Un total de 67.000 trabajadores perdieron su empleo debido al terremoto que azotó el centro-sur de Chile el pasado 27 de febrero. La mayor pérdida la tuvo el sector turístico, hotelero y alimenticio

Según el informe final de la Organización Internacional del Trabajo (OIT) estima que tras el temblor hubo una pérdida de 89.000 empleos y una generación posterior de 22.000 puestos de trabajo, lo que supone una pérdida neta de 67.000 empleos.
El informe de la OIT, que entre abril y mayo encuestó a más de 4.000 empresas, señala que aunque el 53,5% de los puestos de trabajo perdidos pertenecían a los hombres y el 46,5% a las mujeres, el 86% de los 22.000 empleos creados les fueron asignados a ellos.

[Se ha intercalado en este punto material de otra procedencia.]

impl Shared {
    fn send(&self, frame: Frame) {
        // The writer only goes away after shutdown, when frames are moot.
        let _ = self.outbound.send(Outbound::Frame(frame));
    }

    fn send_stream_flags(&self, stream_id: u32, flags: Flags) {
        self.send(Frame::WindowUpdate {
            stream_id,
            flags,
            delta: 0,
        });
    }

    fn closed_error(&self) -> Error {
        let state = self.state.lock();
        match &state.close_reason {
            Some(reason) => Error::SessionClosed(reason.clone()),
            None => Error::GoneAway,
        }
    }

    /// Record why the session ended and wake everything waiting on it.
    ///
    /// Only the first call has any effect. `go_away` is sent before the
    /// writer is told to stop.
    fn shutdown(&self, reason: CloseReason, go_away: Option<GoAwayCode>) {
        let mut wakers = Vec::new();
        {
            let mut state = self.state.lock();
            if state.close_reason.is_some() {
                return;
            }
            match &reason {
                CloseReason::Fatal(err) => {
                    tracing::warn!(role = ?self.role, error = %err, "session failed")
                }
                other => tracing::debug!(role = ?self.role, reason = %other, "session closed"),
            }
            state.close_reason = Some(reason);
            state.going_away = true;
            state.pings.clear();
            for entry in state.streams.values_mut() {
                entry.wake_all(&mut wakers);
            }
            if let Some(code) = go_away {
                self.send(Frame::GoAway { code });
            }
            let _ = self.outbound.send(Outbound::Shutdown);
        }

        for waker in wakers {
            waker.wake();
        }
        self.cancel.cancel();
        self.drained.notify_waiters();
    }

    fn fail(&self, err: Error) {
        let code = err.go_away_code();
        self.shutdown(CloseReason::Fatal(Arc::new(err)), Some(code));
    }

    // === Stream operations, called from stream handles ===

    pub(crate) fn poll_read(
        &self,
        stream_id: u32,
        cx: &mut Context<'_>,
        max: usize,
    ) -> Poll<Result<Option<Bytes>>> {
        let mut state = self.state.lock();
        if let Some(reason) = state.close_reason.as_ref().filter(|r| r.is_error()) {
            return Poll::Ready(Err(Error::SessionClosed(reason.clone())));
        }
        let reason = state.close_reason.clone();
        let Some(entry) = state.streams.get_mut(&stream_id) else {
            return Poll::Ready(Err(Error::StreamReset));
        };

        if let Some(chunk) = entry.state.read(max) {
            if let Some(delta) = entry.state.take_window_update() {
                if reason.is_none() {
                    self.send(Frame::WindowUpdate {
                        stream_id,
                        flags: Flags::empty(),
                        delta,
                    });
                }
            }
            return Poll::Ready(Ok(Some(chunk)));
        }
        if entry.state.is_eof() {
            return Poll::Ready(Ok(None));
        }
        if entry.state.lifecycle() == knit_core::Lifecycle::Reset {
            return Poll::Ready(Err(Error::StreamReset));
        }
        if let Some(reason) = reason {
            return Poll::Ready(Err(Error::SessionClosed(reason)));
        }

        entry.read_waker = Some(cx.waker().clone());
        Poll::Pending
    }

    pub(crate) fn poll_write(
        &self,
        stream_id: u32,
        cx: &mut Context<'_>,
        buf: &[u8],
    ) -> Poll<Result<usize>> {
        let mut state = self.state.lock();
        state.check_open()?;
        let entry = state.streams.get_mut(&stream_id).ok_or(Error::StreamReset)?;

        let n = entry.state.reserve_send(buf.len())?;
        if n == 0 && !buf.is_empty() {
            entry.write_waker = Some(cx.waker().clone());
            return Poll::Pending;
        }
        if n > 0 {
            self.send(Frame::Data {
                stream_id,
                flags: Flags::empty(),
                payload: Bytes::copy_from_slice(&buf[..n]),
            });
        }
        Poll::Ready(Ok(n))
    }

    pub(crate) fn close_write(&self, stream_id: u32) -> Result<()> {
        let finished = {
            let mut state = self.state.lock();
            state.check_open()?;
            let entry = state.streams.get_mut(&stream_id).ok_or(Error::StreamReset)?;
            entry.state.close_local()?;
            self.send_stream_flags(stream_id, Flags::FIN);
            tracing::trace!(stream_id, "sent FIN");
            entry.state.is_finished()
        };
        if finished {
            self.drained.notify_waiters();
        }
        Ok(())
    }

    pub(crate) fn reset(&self, stream_id: u32) -> Result<()> {
        let mut wakers = Vec::new();
        {
            let mut state = self.state.lock();
            state.check_open()?;
            let entry = state.streams.get_mut(&stream_id).ok_or(Error::StreamReset)?;
            if entry.state.is_finished() {
                return Ok(());
            }
            entry.state.on_reset();
            entry.wake_all(&mut wakers);
            self.send_stream_flags(stream_id, Flags::RST);
            tracing::debug!(stream_id, "stream reset locally");
        }
        for waker in wakers {
            waker.wake();
        }
        self.drained.notify_waiters();
        Ok(())
    }

    /// Drop a stream from the table once its handle is gone.
    ///
    /// A stream not yet closed in both directions is reset, so a peer still
    /// writing to it stops waiting for credit. Later frames for it are
    /// discarded.
    pub(crate) fn release(&self, stream_id: u32) {
        {
            let mut state = self.state.lock();
            let Some(entry) = state.streams.remove(&stream_id) else {
                return;
            };
            if state.close_reason.is_none() && !entry.state.is_finished() {
                self.send_stream_flags(stream_id, Flags::RST);
                tracing::debug!(stream_id, "stream dropped before closing, sent RST");
            }
            if state.streams.is_empty() {
                state.last_activity = Instant::now();
            }
        }
        self.drained.notify_waiters();
    }

    // === Inbound frames, called from the reader task ===

    /// Apply one inbound frame. Returns the handle of a newly accepted stream.
    fn on_frame(self: &Arc<Self>, frame: Frame) -> Result<Option<Stream>> {
        match frame {
            Frame::Ping { flags, opaque } => {
                let mut state = self.state.lock();
                state.last_activity = Instant::now();
                if flags.contains(Flags::SYN) {
                    self.send(Frame::Ping {
                        flags: Flags::ACK,
                        opaque,
                    });
                } else if let Some(tx) = state.pings.remove(&opaque) {
                    let _ = tx.send(());
                }
                Ok(None)
            }
            Frame::GoAway { code } => {
                // Non-normal codes end the session in the reader loop.
                let mut state = self.state.lock();
                state.going_away = true;
                tracing::debug!(%code, "peer is going away");
                Ok(None)
            }
            Frame::Data {
                stream_id,
                flags,
                payload,
            } => self.on_stream_frame(stream_id, flags, Some(payload), 0),
            Frame::WindowUpdate {
                stream_id,
                flags,
                delta,
            } => self.on_stream_frame(stream_id, flags, None, delta),
        }
    }

    fn on_stream_frame(
        self: &Arc<Self>,
        stream_id: u32,
        flags: Flags,
        payload: Option<Bytes>,
        delta: u32,
    ) -> Result<Option<Stream>> {
        let mut wakers = Vec::new();
        let mut accepted = false;
        let finished;
        {
            let mut state = self.state.lock();
            state.last_activity = Instant::now();

            let in_table = state.streams.contains_key(&stream_id);
            match state
                .ids
                .classify(stream_id, flags.contains(Flags::SYN), in_table)?
            {
                InboundStream::Stale => {
                    tracing::trace!(stream_id, "discarding frame for removed stream");
                    return Ok(None);
                }
                InboundStream::Open => {
                    if state.going_away || state.active_streams() >= self.config.max_streams {
                        tracing::debug!(stream_id, "refusing inbound stream");
                        self.send_stream_flags(stream_id, Flags::RST);
                        return Ok(None);
                    }
                    state.streams.insert(
                        stream_id,
                        StreamEntry::new(StreamState::new(
                            stream_id,
                            self.config.initial_window,
                            self.config.window_update_threshold,
                        )),
                    );
                    self.send_stream_flags(stream_id, Flags::ACK);
                    tracing::debug!(stream_id, "accepted inbound stream");
                    accepted = true;
                }
                InboundStream::Existing => {}
            }

            let Some(entry) = state.streams.get_mut(&stream_id) else {
                return Ok(None);
            };

            if flags.contains(Flags::RST) {
                if !entry.state.is_finished() {
                    tracing::debug!(stream_id, "stream reset by peer");
                }
                entry.state.on_reset();
                entry.wake_all(&mut wakers);
            } else {
                if delta > 0 {
                    entry.state.on_window_update(delta)?;
                    wakers.extend(entry.write_waker.take());
                }
                if let Some(payload) = payload {
                    entry.state.on_data(payload)?;
                    wakers.extend(entry.read_waker.take());
                }
                if flags.contains(Flags::FIN) {
                    entry.state.on_fin();
                    wakers.extend(entry.read_waker.take());
                }
            }
            finished = entry.state.is_finished();
        }

        for waker in wakers {
            waker.wake();
        }
        if finished {
            self.drained.notify_waiters();
        }
        Ok(accepted.then(|| Stream::new(stream_id, Arc::clone(self))))
    }
}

Asimismo, la mayor parte del empleo perdido se concentra en el comercio (26%), seguido por hoteles y restaurantes (15%), industria alimenticia (15%) y agricultura (11%).
Por su parte, los empleos creados se concentraron en el sector forestal (33%), construcción (22%) y comercio (15%), y corresponden en un 80% a las empresas con más de 20 trabajadores.
La baja en la actividad se aprecia además a través de la caída en la producción y las ventas. Mientras un 65% de las empresas vieron afectada su producción, un 84% vieron afectadas sus ventas.
El informe de la OIT señala que de las empresas que tienen sus operaciones afectadas (33% del total), la mitad considera que reanudarán sus operaciones en más de seis meses y un 10% que nunca lo hará.
Según las últimas cifras oficiales, el desempleo en Chile se situó en un 8,8 por ciento en el trimestre móvil marzo-mayo de este año, lo que supone una subida de dos décimas respecto al período anterior (febrero-abril).